Pour un influenceur, Kamal Radji est exceptionnel. Un afro-optimiste sans bornes qui veut réveiller ses pairs, les jeunes, par les nuances que l’on ne rencontre que dans une lecture bien orientée. De l’anti-néocolonialisme, à l’anti-religions importées en passant par les virulences d’un procès contre l’aliénation mentale et culturelle, le slameur fait feu de tout bois. Avec une seule faiblesse, Talon, le président de la République béninoise dont il porte l’amour comme un handicap.
Kamal Radji, ce garçon au look qui annonce déjà de loin la controverse. Il a connu son ascension musicale au détour de quelques titres de slam critiques à l’égard des gouvernants africains. Des titres qui toisent aussi ouvertement l’impérialisme occidental. Dans ce premier mandat de Boni Yayi qui drainait un certain nombre de scandales, chanter contre la mauvaise gouvernance donnait beaucoup de points.
Sur le plan international, avec le déclin du reggae politique récemment endossé par Tiken Jah Fakoly, les jeunes ont soif des chansons politiques. Kamal le jeune d’à peine 20 ans fait tabac. Il devient une icône incontestable.
Le régime de Boni Yayi tire à sa fin et la succession de celui-ci est lancée. Kamal qui entre temps était déjà actif dans les mouvances anti-francs CFA va faire de l’élection présidentielle de 2016 un cheval de bataille. Talon élu, une bataille gagnée dont le jeune continue de se vanter. Attaqué parfois sur ses canaux digitaux pour son soutien sans critique au régime béninois, il s’est fait le plus souvent prompt à répondre avec agressivité et même d’insultes, si ce n’est avec des qualificatifs réducteurs.
A couteaux tirés avec les jeunes
Dans cette grande audience dont il bénéficie grâce à ses références culturelles à toute épreuve et ses lectures qui font mouche, Talon lui colle à la peau. S’il fallait le refaire, se battre pour un politique le referait-il ? La question se pose et semble même grandement freiner la popularité de celui qui semble bénéficier d’une admiration partie pour être sans limites. Patrice Talon, même s’il gouverne autrement a fait beaucoup de victimes politiques. Ses réformes ont bousculé plus d’un. Des réformes aussi qui ont fait des pertes en vies humaines. Ailleurs, ses réformes ont conduit à créer des chômeurs. Son bilan fera toujours débat comme celui de tout président. À se positionner en si bon soutien du chef de l’Etat, Kamal a réussi à se mettre à dos une frange de la jeunesse et le fossé se lit à travers des commentaires parfois désobligeants sur ses canaux digitaux suivis par des milliers de personnes et relayés par centaine.
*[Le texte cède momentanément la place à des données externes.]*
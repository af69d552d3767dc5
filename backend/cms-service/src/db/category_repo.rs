use crate::models::Category;
use crate::validators::CategoryData;
use sqlx::PgPool;
use std::collections::HashMap;

/// List all categories ordered by id
pub async fn all(pool: &PgPool) -> Result<Vec<Category>, sqlx::Error> {
    sqlx::query_as::<_, Category>(
        r#"
        SELECT id, name, description, image, is_published, parent_id, created_at, updated_at
        FROM categories
        ORDER BY id
        "#,
    )
    .fetch_all(pool)
    .await
}

/// Find a category by ID
pub async fn find(pool: &PgPool, id: i64) -> Result<Option<Category>, sqlx::Error> {
    sqlx::query_as::<_, Category>(
        r#"
        SELECT id, name, description, image, is_published, parent_id, created_at, updated_at
        FROM categories
        WHERE id = $1
        "#,
    )
    .bind(id)
    .fetch_optional(pool)
    .await
}

/// Fetch categories for a set of ids, keyed by id (batched relation load)
pub async fn find_by_ids(
    pool: &PgPool,
    ids: &[i64],
) -> Result<HashMap<i64, Category>, sqlx::Error> {
    if ids.is_empty() {
        return Ok(HashMap::new());
    }

    let categories = sqlx::query_as::<_, Category>(
        r#"
        SELECT id, name, description, image, is_published, parent_id, created_at, updated_at
        FROM categories
        WHERE id = ANY($1)
        "#,
    )
    .bind(ids)
    .fetch_all(pool)
    .await?;

    Ok(categories.into_iter().map(|c| (c.id, c)).collect())
}

/// Create a category. `image` is the stored file path when a cover was
/// uploaded.
pub async fn create(
    pool: &PgPool,
    data: &CategoryData,
    image: Option<&str>,
) -> Result<Category, sqlx::Error> {
    sqlx::query_as::<_, Category>(
        r#"
        INSERT INTO categories (name, description, image, is_published, parent_id)
        VALUES ($1, $2, $3, COALESCE($4, FALSE), $5)
        RETURNING id, name, description, image, is_published, parent_id, created_at, updated_at
        "#,
    )
    .bind(&data.name)
    .bind(&data.description)
    .bind(image)
    .bind(data.is_published)
    .bind(data.parent_id)
    .fetch_one(pool)
    .await
}

/// Update a category. Optional fields that were not submitted keep
/// their stored value; `image` only changes when a new upload replaced
/// the old file.
pub async fn update(
    pool: &PgPool,
    id: i64,
    data: &CategoryData,
    image: Option<&str>,
) -> Result<Category, sqlx::Error> {
    sqlx::query_as::<_, Category>(
        r#"
        UPDATE categories
        SET name = $1,
            description = COALESCE($2, description),
            image = COALESCE($3, image),
            is_published = COALESCE($4, is_published),
            parent_id = COALESCE($5, parent_id),
            updated_at = NOW()
        WHERE id = $6
        RETURNING id, name, description, image, is_published, parent_id, created_at, updated_at
        "#,
    )
    .bind(&data.name)
    .bind(&data.description)
    .bind(image)
    .bind(data.is_published)
    .bind(data.parent_id)
    .bind(id)
    .fetch_one(pool)
    .await
}

/// Delete a category row. Returns the number of rows removed.
pub async fn delete(pool: &PgPool, id: i64) -> Result<u64, sqlx::Error> {
    let result = sqlx::query("DELETE FROM categories WHERE id = $1")
        .bind(id)
        .execute(pool)
        .await?;

    Ok(result.rows_affected())
}

/// Whether a category row exists
pub async fn exists(pool: &PgPool, id: i64) -> Result<bool, sqlx::Error> {
    sqlx::query_scalar::<_, bool>("SELECT EXISTS(SELECT 1 FROM categories WHERE id = $1)")
        .bind(id)
        .fetch_one(pool)
        .await
}

/// Uniqueness probe for `name`, optionally excluding the row being
/// updated
pub async fn name_exists(
    pool: &PgPool,
    name: &str,
    exclude_id: Option<i64>,
) -> Result<bool, sqlx::Error> {
    sqlx::query_scalar::<_, bool>(
        r#"
        SELECT EXISTS(
            SELECT 1 FROM categories
            WHERE name = $1 AND ($2::BIGINT IS NULL OR id <> $2)
        )
        "#,
    )
    .bind(name)
    .bind(exclude_id)
    .fetch_one(pool)
    .await
}

/// Whether `candidate` sits anywhere in the subtree rooted at
/// `ancestor`. Used to keep `parent_id` updates acyclic.
pub async fn is_descendant(
    pool: &PgPool,
    candidate: i64,
    ancestor: i64,
) -> Result<bool, sqlx::Error> {
    sqlx::query_scalar::<_, bool>(
        r#"
        WITH RECURSIVE descendants AS (
            SELECT id FROM categories WHERE parent_id = $1
            UNION ALL
            SELECT c.id FROM categories c
            JOIN descendants d ON c.parent_id = d.id
        )
        SELECT EXISTS(SELECT 1 FROM descendants WHERE id = $2)
        "#,
    )
    .bind(ancestor)
    .bind(candidate)
    .fetch_one(pool)
    .await
}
L’héritage de l’engagement pro-Talon n’entame pas que sa popularité et ses rapports d’avec son audience. C’est un héritage encombrant qui bouscule la tranquillité au sein de l’urgence panafricaniste, le mouvement anti CFA au Bénin. Kémi Séba, le leader du mouvement n’a pas les mêmes yeux pour la gouvernance Talon bien que celui-ci ne critique pas vertement le régime de Porto-Novo. Il garde ses distances. Cette opposition de point de vue pose problème entre les deux ténors. « Kémi et lui ne partagent pas le même avis sur la gestion du pays même sur certaines questions internationales », confie une source introduite dans la mouvance anti CFA. Qui ajoute que le fossé est même devenu plus grand quand des divergences de point de vue ont fait surface au sujet de l’avenir du mouvement panafricaniste. « Kamal était pour la création d’un parti politique, Kémi non. Ce n’est pas la lune de miel entre les deux ténors. Mais, l’un a besoin de l’autre et vice versa. Raison pour laquelle, ils sont encore ensemble », explique encore notre interlocuteur qui a requis l’anonymat.
Urgence panafricaniste, section Bénin qui est aussi le fer-de-lance de tout le mouvement africain semble être ainsi secoué par une vision et une proximité avec la politique nationale. Une proximité et une posture idéologique qui divisent. Le mouvement panafricaniste béninois, fer-de-lance du mouvement continental, risque à terme une scission. Si Kémi reste populaire, incontournable, Kamal lui a le vent en poupe. Sa proximité et son amour pour le chef de l’État font de lui un élément sûr, contrôlable aux yeux de l’État contrairement à l’autre ténor de qui plusieurs États se méfient.